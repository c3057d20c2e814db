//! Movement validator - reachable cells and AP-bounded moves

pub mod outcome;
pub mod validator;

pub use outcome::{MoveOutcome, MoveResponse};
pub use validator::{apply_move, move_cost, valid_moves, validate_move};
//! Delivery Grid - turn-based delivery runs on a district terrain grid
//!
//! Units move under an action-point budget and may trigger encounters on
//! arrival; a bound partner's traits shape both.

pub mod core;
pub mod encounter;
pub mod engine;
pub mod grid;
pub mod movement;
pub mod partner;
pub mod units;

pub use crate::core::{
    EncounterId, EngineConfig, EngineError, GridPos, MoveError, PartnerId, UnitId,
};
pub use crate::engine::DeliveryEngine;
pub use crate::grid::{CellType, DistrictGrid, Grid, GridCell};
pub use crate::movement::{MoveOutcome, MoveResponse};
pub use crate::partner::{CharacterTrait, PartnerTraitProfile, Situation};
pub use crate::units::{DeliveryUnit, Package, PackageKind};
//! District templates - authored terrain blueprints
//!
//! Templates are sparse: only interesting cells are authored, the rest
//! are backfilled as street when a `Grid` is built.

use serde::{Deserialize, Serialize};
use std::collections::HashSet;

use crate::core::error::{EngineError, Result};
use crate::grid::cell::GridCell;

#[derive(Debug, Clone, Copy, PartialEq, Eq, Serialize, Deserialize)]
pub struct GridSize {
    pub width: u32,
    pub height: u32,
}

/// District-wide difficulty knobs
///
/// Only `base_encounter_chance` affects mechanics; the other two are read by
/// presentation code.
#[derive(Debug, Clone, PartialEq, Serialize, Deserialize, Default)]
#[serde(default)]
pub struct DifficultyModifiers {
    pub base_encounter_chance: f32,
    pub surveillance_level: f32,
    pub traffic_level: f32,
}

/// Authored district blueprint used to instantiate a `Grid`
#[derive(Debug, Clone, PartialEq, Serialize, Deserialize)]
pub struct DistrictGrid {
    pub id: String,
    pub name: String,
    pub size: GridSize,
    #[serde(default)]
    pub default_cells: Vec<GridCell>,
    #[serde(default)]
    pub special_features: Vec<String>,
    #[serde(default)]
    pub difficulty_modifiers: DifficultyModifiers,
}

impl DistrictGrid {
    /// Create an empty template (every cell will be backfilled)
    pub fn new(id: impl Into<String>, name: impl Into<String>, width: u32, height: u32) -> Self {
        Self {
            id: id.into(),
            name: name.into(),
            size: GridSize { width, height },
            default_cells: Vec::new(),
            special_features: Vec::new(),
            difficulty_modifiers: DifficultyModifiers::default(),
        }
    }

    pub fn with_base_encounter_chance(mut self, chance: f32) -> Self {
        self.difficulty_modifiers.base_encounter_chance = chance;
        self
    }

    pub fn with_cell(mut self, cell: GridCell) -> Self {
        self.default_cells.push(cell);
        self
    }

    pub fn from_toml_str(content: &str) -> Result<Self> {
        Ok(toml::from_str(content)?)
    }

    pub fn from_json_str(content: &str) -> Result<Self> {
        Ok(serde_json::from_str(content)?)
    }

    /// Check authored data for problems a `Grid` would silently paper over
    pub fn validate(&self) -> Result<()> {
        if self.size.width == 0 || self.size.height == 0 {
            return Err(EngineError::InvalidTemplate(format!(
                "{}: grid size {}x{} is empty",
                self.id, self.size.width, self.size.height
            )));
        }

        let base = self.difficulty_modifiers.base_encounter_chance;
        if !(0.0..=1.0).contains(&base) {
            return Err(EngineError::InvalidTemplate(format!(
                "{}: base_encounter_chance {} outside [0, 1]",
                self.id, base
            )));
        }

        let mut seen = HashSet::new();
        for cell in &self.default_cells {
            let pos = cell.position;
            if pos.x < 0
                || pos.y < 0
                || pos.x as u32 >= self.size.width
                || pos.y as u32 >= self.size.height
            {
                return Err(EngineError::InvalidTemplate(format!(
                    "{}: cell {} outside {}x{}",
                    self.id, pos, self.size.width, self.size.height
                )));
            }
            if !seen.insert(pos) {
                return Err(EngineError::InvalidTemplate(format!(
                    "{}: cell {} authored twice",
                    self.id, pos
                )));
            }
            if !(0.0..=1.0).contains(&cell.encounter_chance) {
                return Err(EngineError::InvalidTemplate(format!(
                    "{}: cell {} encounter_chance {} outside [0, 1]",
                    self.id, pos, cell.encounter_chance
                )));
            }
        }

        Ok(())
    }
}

---

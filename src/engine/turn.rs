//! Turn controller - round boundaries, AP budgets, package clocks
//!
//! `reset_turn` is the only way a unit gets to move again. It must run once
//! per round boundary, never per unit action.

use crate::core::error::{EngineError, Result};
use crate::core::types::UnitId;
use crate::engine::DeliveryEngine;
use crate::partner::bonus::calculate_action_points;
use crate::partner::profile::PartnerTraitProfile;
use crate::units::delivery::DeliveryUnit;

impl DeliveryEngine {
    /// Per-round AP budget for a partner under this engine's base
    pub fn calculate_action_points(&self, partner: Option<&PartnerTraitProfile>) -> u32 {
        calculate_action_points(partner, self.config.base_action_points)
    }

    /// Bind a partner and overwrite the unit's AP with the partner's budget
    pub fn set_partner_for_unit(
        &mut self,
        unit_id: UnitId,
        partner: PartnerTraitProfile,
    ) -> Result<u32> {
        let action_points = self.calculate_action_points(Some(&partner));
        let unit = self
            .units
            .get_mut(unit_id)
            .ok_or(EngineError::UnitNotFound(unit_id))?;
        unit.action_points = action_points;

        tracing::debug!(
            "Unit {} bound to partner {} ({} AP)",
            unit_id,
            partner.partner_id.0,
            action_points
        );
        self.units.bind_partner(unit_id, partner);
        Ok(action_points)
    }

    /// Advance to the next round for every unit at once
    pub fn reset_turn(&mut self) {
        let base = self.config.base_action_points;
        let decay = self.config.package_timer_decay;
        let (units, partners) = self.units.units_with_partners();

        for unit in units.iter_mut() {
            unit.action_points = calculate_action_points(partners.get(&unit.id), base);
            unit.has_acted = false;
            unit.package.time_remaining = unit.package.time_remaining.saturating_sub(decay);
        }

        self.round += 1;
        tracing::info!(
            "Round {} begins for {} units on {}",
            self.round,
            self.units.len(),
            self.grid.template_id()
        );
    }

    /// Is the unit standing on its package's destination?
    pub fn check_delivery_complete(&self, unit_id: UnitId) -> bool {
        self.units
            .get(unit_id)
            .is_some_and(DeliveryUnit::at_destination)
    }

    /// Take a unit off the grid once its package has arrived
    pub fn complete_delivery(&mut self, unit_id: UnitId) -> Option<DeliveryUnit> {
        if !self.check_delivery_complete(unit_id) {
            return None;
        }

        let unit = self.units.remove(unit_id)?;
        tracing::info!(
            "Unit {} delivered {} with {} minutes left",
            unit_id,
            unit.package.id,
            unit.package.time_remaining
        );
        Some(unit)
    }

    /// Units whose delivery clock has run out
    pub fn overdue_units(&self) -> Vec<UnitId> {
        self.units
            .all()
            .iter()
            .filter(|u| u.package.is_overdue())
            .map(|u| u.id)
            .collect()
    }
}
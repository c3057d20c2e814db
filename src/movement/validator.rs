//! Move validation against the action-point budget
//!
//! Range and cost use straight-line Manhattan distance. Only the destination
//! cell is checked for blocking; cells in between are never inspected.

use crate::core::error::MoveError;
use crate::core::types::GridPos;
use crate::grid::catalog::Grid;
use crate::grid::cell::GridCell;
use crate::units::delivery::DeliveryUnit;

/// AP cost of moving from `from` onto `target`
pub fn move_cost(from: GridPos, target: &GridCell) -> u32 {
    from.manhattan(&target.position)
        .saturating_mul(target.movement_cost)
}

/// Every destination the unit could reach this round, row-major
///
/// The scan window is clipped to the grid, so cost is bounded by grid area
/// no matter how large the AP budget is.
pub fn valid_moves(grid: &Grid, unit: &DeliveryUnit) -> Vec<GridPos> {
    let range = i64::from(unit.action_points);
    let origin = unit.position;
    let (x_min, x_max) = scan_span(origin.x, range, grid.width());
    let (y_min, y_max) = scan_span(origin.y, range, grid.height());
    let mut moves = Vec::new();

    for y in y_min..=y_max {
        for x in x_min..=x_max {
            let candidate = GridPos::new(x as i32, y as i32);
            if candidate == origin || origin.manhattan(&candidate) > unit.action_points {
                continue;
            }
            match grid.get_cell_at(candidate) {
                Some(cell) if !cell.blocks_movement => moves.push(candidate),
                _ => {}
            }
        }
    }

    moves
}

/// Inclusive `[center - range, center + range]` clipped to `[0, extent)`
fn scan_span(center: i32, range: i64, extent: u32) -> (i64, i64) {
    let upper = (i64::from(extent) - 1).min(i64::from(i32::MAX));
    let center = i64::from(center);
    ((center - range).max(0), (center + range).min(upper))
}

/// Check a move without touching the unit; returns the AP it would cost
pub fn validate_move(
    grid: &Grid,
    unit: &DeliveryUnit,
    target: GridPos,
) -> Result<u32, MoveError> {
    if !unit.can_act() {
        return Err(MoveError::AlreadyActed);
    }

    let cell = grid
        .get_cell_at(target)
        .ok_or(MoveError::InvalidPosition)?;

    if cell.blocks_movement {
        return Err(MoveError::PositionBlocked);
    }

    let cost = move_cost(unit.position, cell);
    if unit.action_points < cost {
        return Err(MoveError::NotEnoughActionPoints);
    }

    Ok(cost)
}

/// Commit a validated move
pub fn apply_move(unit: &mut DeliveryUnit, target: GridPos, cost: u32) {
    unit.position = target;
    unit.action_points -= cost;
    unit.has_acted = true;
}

--

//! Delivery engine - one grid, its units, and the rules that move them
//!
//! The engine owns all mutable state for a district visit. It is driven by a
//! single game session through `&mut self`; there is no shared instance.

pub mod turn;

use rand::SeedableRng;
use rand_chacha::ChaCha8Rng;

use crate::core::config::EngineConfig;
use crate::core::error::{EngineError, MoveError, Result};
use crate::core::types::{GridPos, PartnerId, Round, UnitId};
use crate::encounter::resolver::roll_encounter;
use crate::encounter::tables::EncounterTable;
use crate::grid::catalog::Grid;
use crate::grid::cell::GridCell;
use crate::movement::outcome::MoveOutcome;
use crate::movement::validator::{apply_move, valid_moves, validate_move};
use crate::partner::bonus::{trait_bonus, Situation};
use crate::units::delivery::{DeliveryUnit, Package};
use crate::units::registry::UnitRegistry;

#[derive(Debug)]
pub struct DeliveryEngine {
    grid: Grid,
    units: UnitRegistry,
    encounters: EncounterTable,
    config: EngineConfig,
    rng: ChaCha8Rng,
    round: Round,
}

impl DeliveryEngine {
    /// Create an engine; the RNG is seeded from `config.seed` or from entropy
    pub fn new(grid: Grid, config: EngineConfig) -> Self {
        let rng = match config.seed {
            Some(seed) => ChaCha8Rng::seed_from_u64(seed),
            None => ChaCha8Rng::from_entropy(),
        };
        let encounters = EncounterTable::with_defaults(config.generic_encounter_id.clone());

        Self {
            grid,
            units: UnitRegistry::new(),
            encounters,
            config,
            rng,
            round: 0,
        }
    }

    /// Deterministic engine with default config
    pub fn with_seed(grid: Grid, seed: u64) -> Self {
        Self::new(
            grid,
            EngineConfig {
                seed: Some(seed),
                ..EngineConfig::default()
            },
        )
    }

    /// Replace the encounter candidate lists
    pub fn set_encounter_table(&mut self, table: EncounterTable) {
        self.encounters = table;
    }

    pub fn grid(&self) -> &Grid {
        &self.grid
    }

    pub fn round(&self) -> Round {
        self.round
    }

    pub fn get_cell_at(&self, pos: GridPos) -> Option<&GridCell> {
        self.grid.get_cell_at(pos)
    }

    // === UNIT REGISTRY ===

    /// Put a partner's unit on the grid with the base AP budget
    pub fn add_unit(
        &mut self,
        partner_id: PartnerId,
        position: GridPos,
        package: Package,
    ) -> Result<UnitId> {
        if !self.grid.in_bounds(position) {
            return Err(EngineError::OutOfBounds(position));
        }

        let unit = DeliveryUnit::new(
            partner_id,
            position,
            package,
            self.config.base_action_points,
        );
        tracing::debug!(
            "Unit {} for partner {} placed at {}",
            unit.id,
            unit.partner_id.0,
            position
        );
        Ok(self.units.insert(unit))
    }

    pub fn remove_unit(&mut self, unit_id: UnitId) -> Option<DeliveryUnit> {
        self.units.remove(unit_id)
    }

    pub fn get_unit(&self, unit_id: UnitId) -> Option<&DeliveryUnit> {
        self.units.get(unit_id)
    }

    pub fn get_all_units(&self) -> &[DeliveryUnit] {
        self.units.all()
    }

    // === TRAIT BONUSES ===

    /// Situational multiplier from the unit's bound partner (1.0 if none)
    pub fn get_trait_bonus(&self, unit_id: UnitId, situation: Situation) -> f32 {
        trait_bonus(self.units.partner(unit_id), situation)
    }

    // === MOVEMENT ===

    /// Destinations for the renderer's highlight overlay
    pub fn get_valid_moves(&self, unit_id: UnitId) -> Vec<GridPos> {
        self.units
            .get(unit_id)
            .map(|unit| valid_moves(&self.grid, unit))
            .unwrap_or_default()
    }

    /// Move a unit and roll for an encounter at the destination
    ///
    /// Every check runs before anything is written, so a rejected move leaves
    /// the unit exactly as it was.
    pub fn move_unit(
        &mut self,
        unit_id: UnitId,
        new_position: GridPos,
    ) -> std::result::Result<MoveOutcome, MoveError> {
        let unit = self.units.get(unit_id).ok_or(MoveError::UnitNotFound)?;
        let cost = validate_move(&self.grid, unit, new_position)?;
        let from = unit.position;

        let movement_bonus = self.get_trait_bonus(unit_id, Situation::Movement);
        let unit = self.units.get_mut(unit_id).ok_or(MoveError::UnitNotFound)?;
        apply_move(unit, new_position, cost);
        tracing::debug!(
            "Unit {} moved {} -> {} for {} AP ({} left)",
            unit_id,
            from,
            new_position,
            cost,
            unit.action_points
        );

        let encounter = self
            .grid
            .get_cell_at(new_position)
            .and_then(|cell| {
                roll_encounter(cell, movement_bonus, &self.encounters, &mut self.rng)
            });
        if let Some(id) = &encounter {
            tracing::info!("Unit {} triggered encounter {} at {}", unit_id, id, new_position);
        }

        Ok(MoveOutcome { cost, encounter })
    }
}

→ Action item
Among the lines above, find those that contain the word "extent" and copy them.

→ Answer for this exercise
/// Inclusive `[center - range, center + range]` clipped to `[0, extent)`
fn scan_span(center: i32, range: i64, extent: u32) -> (i64, i64) {
    let upper = (i64::from(extent) - 1).min(i64::from(i32::MAX));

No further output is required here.